◆ **Problem details**: Filter the data for lines with the word "thiserror", then copy every line so identified.

=== Begin Enclosure ===

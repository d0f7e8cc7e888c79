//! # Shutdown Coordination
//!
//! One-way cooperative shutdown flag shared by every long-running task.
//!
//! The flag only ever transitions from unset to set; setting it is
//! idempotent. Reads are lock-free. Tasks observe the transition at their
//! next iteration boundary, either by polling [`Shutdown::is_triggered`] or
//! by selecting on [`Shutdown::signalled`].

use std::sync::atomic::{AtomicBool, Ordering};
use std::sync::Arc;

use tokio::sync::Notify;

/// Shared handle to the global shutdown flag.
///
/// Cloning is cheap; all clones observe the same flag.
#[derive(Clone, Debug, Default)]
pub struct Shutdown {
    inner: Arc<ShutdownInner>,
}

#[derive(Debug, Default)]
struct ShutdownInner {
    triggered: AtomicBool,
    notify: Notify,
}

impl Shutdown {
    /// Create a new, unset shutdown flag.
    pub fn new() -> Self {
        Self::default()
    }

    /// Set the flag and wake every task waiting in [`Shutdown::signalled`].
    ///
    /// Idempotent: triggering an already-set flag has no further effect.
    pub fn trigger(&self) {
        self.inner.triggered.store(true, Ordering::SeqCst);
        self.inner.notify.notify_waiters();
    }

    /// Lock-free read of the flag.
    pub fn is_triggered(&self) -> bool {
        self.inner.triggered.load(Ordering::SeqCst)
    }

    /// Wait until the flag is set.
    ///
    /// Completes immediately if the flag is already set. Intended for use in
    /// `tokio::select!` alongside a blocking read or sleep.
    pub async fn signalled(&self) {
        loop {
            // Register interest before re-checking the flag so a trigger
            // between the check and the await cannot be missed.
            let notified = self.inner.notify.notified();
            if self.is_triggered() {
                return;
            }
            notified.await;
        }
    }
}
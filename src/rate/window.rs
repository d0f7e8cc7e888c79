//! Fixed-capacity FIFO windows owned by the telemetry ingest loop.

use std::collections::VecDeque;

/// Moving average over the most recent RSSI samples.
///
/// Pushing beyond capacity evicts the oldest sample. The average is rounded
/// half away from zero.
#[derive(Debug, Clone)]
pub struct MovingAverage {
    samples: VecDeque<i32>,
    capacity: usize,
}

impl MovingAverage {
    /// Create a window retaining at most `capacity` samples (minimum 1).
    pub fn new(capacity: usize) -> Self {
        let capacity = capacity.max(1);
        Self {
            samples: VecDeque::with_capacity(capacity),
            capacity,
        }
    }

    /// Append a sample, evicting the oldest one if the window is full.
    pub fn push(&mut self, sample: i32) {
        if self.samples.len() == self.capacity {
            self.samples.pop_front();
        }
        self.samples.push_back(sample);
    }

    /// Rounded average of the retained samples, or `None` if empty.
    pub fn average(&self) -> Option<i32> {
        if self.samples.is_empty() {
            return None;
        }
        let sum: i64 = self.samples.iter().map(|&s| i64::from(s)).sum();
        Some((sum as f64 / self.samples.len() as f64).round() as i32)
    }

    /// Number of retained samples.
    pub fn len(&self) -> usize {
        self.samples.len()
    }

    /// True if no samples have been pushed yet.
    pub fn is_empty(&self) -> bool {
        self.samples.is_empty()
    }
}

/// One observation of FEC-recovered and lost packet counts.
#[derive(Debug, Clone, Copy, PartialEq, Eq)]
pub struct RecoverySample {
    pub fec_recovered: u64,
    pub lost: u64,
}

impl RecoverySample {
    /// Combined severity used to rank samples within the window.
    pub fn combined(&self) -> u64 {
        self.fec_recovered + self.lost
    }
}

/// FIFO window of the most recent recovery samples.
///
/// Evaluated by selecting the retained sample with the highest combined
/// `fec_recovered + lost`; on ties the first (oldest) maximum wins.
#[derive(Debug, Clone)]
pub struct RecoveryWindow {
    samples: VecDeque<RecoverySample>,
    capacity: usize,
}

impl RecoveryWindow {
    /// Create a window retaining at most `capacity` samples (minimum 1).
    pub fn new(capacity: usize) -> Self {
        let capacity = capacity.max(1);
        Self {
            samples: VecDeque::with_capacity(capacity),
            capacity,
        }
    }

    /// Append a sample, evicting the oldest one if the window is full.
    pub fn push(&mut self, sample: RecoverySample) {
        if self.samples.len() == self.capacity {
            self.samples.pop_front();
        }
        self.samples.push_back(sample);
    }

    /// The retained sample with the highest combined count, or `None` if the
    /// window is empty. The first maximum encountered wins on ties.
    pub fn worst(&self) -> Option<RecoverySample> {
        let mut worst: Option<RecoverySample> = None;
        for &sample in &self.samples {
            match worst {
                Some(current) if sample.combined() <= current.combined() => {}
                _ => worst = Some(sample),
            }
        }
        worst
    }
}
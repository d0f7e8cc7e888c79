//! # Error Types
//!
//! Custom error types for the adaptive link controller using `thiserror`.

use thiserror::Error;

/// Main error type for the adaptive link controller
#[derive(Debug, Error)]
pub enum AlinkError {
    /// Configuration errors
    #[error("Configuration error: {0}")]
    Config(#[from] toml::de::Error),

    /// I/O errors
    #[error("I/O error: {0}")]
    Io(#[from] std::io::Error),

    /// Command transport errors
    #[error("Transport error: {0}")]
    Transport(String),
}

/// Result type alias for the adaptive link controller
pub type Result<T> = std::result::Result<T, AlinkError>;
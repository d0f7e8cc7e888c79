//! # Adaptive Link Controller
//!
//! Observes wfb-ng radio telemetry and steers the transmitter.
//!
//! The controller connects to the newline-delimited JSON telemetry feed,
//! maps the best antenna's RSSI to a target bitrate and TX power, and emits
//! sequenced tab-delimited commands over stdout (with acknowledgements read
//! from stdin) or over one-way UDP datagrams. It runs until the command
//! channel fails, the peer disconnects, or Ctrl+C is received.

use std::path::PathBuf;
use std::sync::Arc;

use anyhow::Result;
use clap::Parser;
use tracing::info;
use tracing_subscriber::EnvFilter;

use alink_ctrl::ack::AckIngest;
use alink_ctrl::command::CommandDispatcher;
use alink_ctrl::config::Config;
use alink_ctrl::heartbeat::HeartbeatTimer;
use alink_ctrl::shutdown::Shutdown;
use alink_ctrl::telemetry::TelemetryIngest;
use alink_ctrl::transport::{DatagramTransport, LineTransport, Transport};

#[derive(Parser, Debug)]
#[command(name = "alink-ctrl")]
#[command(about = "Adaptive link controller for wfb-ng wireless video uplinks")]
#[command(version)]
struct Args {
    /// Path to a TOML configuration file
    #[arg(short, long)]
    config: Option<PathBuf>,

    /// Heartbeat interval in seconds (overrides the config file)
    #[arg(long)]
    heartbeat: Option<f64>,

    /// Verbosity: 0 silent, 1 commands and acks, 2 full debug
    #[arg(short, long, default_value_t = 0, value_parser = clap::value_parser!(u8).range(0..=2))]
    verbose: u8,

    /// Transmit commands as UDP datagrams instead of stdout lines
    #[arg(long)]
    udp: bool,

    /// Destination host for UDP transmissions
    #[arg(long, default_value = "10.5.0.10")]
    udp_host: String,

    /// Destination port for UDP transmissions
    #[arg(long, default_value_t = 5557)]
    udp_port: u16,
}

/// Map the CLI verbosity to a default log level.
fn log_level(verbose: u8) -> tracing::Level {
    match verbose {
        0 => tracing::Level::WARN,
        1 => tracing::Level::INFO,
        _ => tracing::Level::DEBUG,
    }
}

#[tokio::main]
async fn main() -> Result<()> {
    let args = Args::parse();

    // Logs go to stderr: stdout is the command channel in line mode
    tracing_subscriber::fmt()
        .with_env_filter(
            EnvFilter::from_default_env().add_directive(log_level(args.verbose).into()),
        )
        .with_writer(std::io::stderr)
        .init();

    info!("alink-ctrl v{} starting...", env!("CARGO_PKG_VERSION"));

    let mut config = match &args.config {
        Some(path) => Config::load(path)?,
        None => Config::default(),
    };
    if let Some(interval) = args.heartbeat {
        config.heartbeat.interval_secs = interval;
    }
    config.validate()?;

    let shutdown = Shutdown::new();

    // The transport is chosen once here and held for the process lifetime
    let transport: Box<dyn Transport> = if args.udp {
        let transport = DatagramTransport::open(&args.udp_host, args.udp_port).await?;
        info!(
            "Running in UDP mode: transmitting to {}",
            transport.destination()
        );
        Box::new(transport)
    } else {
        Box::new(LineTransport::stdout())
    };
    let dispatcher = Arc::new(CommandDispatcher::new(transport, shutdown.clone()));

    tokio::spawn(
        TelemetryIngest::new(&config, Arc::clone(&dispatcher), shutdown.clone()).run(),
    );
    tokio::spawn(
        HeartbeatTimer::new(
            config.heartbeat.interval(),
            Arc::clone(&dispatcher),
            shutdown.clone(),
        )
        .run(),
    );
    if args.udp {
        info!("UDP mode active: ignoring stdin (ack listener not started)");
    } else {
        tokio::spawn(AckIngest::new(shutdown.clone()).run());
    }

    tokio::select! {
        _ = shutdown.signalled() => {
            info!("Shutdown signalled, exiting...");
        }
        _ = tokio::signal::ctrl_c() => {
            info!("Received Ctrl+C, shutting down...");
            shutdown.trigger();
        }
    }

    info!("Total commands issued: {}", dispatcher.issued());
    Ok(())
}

=== End Enclosure ===

◆ **Solution**:
//! Custom error types for the adaptive link controller using `thiserror`.
use thiserror::Error;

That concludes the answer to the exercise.